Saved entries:
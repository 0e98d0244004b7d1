//! Storage seams.
//!
//! Each resource has an `async_trait` store with a PostgreSQL implementation
//! (`Pg*Store`) and a shared in-memory implementation in [`memory`] that the
//! HTTP tests run against.

use async_trait::async_trait;

use crate::error::{AppError, Result};
use crate::models::{Comment, CommentLike, Follow, NewPost, NewUser, Post, PostLike, User, UserUpdate};
use crate::pagination::Page;

pub mod comments;
pub mod follows;
pub mod likes;
pub mod memory;
pub mod posts;
pub mod users;

pub use comments::PgCommentStore;
pub use follows::PgFollowStore;
pub use likes::PgLikeStore;
pub use memory::MemoryStore;
pub use posts::PgPostStore;
pub use users::PgUserStore;

#[async_trait]
pub trait UserStore: Send + Sync {
    /// Fails with `Conflict` when the email is taken.
    async fn create(&self, new_user: NewUser) -> Result<User>;
    async fn get_by_id(&self, id: i64) -> Result<Option<User>>;
    async fn get_by_email(&self, email: &str) -> Result<Option<User>>;
    /// Keyword matches username or bio.
    async fn list(&self, page: &Page) -> Result<(Vec<User>, i64)>;
    async fn update(&self, id: i64, update: UserUpdate) -> Result<Option<User>>;
    async fn delete(&self, id: i64) -> Result<bool>;
}

/// Optional filters for listing follow edges.
#[derive(Debug, Clone, Copy, Default, PartialEq, Eq)]
pub struct FollowFilter {
    pub follower_id: Option<i64>,
    pub user_id: Option<i64>,
}

#[async_trait]
pub trait FollowStore: Send + Sync {
    /// Creates the edge `follower_id -> user_id`.
    async fn follow(&self, follower_id: i64, user_id: i64) -> Result<Follow>;
    async fn get_by_id(&self, id: i64) -> Result<Option<Follow>>;
    async fn unfollow(&self, id: i64) -> Result<bool>;
    async fn is_following(&self, follower_id: i64, followee_id: i64) -> Result<bool>;
    async fn list(&self, filter: FollowFilter, page: &Page) -> Result<(Vec<Follow>, i64)>;
}

#[async_trait]
pub trait PostStore: Send + Sync {
    /// Inserts the post and its media atomically.
    async fn create(&self, new_post: NewPost) -> Result<Post>;
    async fn get_by_id(&self, id: i64) -> Result<Option<Post>>;
    /// Newest first. Keyword matches title or content.
    async fn list_by_user(&self, user_id: i64, page: &Page) -> Result<(Vec<Post>, i64)>;
    async fn delete(&self, id: i64) -> Result<bool>;
}

#[async_trait]
pub trait CommentStore: Send + Sync {
    async fn create(&self, post_id: i64, user_id: i64, content: &str) -> Result<Comment>;
    async fn get_by_id(&self, id: i64) -> Result<Option<Comment>>;
    /// Oldest first.
    async fn list_by_post(&self, post_id: i64, page: &Page) -> Result<(Vec<Comment>, i64)>;
    async fn delete(&self, id: i64) -> Result<bool>;
}

#[async_trait]
pub trait LikeStore: Send + Sync {
    async fn like_post(&self, post_id: i64, user_id: i64) -> Result<PostLike>;
    async fn get_post_like(&self, id: i64) -> Result<Option<PostLike>>;
    async fn list_post_likes(&self, post_id: i64) -> Result<Vec<PostLike>>;
    async fn unlike_post(&self, id: i64) -> Result<bool>;

    async fn like_comment(&self, comment_id: i64, user_id: i64) -> Result<CommentLike>;
    async fn get_comment_like(&self, id: i64) -> Result<Option<CommentLike>>;
    async fn unlike_comment(&self, id: i64) -> Result<bool>;
}

/// Translate constraint violations into client errors; everything else stays
/// a database error.
pub(crate) fn map_constraint_error(err: sqlx::Error, on_unique: &str, on_fk: &str) -> AppError {
    if let Some(db_err) = err.as_database_error() {
        if db_err.is_unique_violation() {
            return AppError::Conflict(on_unique.to_string());
        }
        if db_err.is_foreign_key_violation() {
            return AppError::NotFound(on_fk.to_string());
        }
    }
    AppError::Database(err)
}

ACTIVITY >> Word for word, write out all of the entries.

SOLUTION FOR THIS PROBLEM >>
repository 0e98d0244004b7d1
//! Storage seams.
//!
//! Each resource has an `async_trait` store with a PostgreSQL implementation
//! (`Pg*Store`) and a shared in-memory implementation in [`memory`] that the
//! HTTP tests run against.

use async_trait::async_trait;

use crate::error::{AppError, Result};
use crate::models::{Comment, CommentLike, Follow, NewPost, NewUser, Post, PostLike, User, UserUpdate};
use crate::pagination::Page;

pub mod comments;
pub mod follows;
pub mod likes;
pub mod memory;
pub mod posts;
pub mod users;

pub use comments::PgCommentStore;
pub use follows::PgFollowStore;
pub use likes::PgLikeStore;
pub use memory::MemoryStore;
pub use posts::PgPostStore;
pub use users::PgUserStore;

#[async_trait]
pub trait UserStore: Send + Sync {
    /// Fails with `Conflict` when the email is taken.
    async fn create(&self, new_user: NewUser) -> Result<User>;
    async fn get_by_id(&self, id: i64) -> Result<Option<User>>;
    async fn get_by_email(&self, email: &str) -> Result<Option<User>>;
    /// Keyword matches username or bio.
    async fn list(&self, page: &Page) -> Result<(Vec<User>, i64)>;
    async fn update(&self, id: i64, update: UserUpdate) -> Result<Option<User>>;
    async fn delete(&self, id: i64) -> Result<bool>;
}

/// Optional filters for listing follow edges.
#[derive(Debug, Clone, Copy, Default, PartialEq, Eq)]
pub struct FollowFilter {
    pub follower_id: Option<i64>,
    pub user_id: Option<i64>,
}

#[async_trait]
pub trait FollowStore: Send + Sync {
    /// Creates the edge `follower_id -> user_id`.
    async fn follow(&self, follower_id: i64, user_id: i64) -> Result<Follow>;
    async fn get_by_id(&self, id: i64) -> Result<Option<Follow>>;
    async fn unfollow(&self, id: i64) -> Result<bool>;
    async fn is_following(&self, follower_id: i64, followee_id: i64) -> Result<bool>;
    async fn list(&self, filter: FollowFilter, page: &Page) -> Result<(Vec<Follow>, i64)>;
}

#[async_trait]
pub trait PostStore: Send + Sync {
    /// Inserts the post and its media atomically.
    async fn create(&self, new_post: NewPost) -> Result<Post>;
    async fn get_by_id(&self, id: i64) -> Result<Option<Post>>;
    /// Newest first. Keyword matches title or content.
    async fn list_by_user(&self, user_id: i64, page: &Page) -> Result<(Vec<Post>, i64)>;
    async fn delete(&self, id: i64) -> Result<bool>;
}

#[async_trait]
pub trait CommentStore: Send + Sync {
    async fn create(&self, post_id: i64, user_id: i64, content: &str) -> Result<Comment>;
    async fn get_by_id(&self, id: i64) -> Result<Option<Comment>>;
    /// Oldest first.
    async fn list_by_post(&self, post_id: i64, page: &Page) -> Result<(Vec<Comment>, i64)>;
    async fn delete(&self, id: i64) -> Result<bool>;
}

#[async_trait]
pub trait LikeStore: Send + Sync {
    async fn like_post(&self, post_id: i64, user_id: i64) -> Result<PostLike>;
    async fn get_post_like(&self, id: i64) -> Result<Option<PostLike>>;
    async fn list_post_likes(&self, post_id: i64) -> Result<Vec<PostLike>>;
    async fn unlike_post(&self, id: i64) -> Result<bool>;

    async fn like_comment(&self, comment_id: i64, user_id: i64) -> Result<CommentLike>;
    async fn get_comment_like(&self, id: i64) -> Result<Option<CommentLike>>;
    async fn unlike_comment(&self, id: i64) -> Result<bool>;
}

/// Translate constraint violations into client errors; everything else stays
/// a database error.
pub(crate) fn map_constraint_error(err: sqlx::Error, on_unique: &str, on_fk: &str) -> AppError {
    if let Some(db_err) = err.as_database_error() {
        if db_err.is_unique_violation() {
            return AppError::Conflict(on_unique.to_string());
        }
        if db_err.is_foreign_key_violation() {
            return AppError::NotFound(on_fk.to_string());
        }
    }
    AppError::Database(err)
}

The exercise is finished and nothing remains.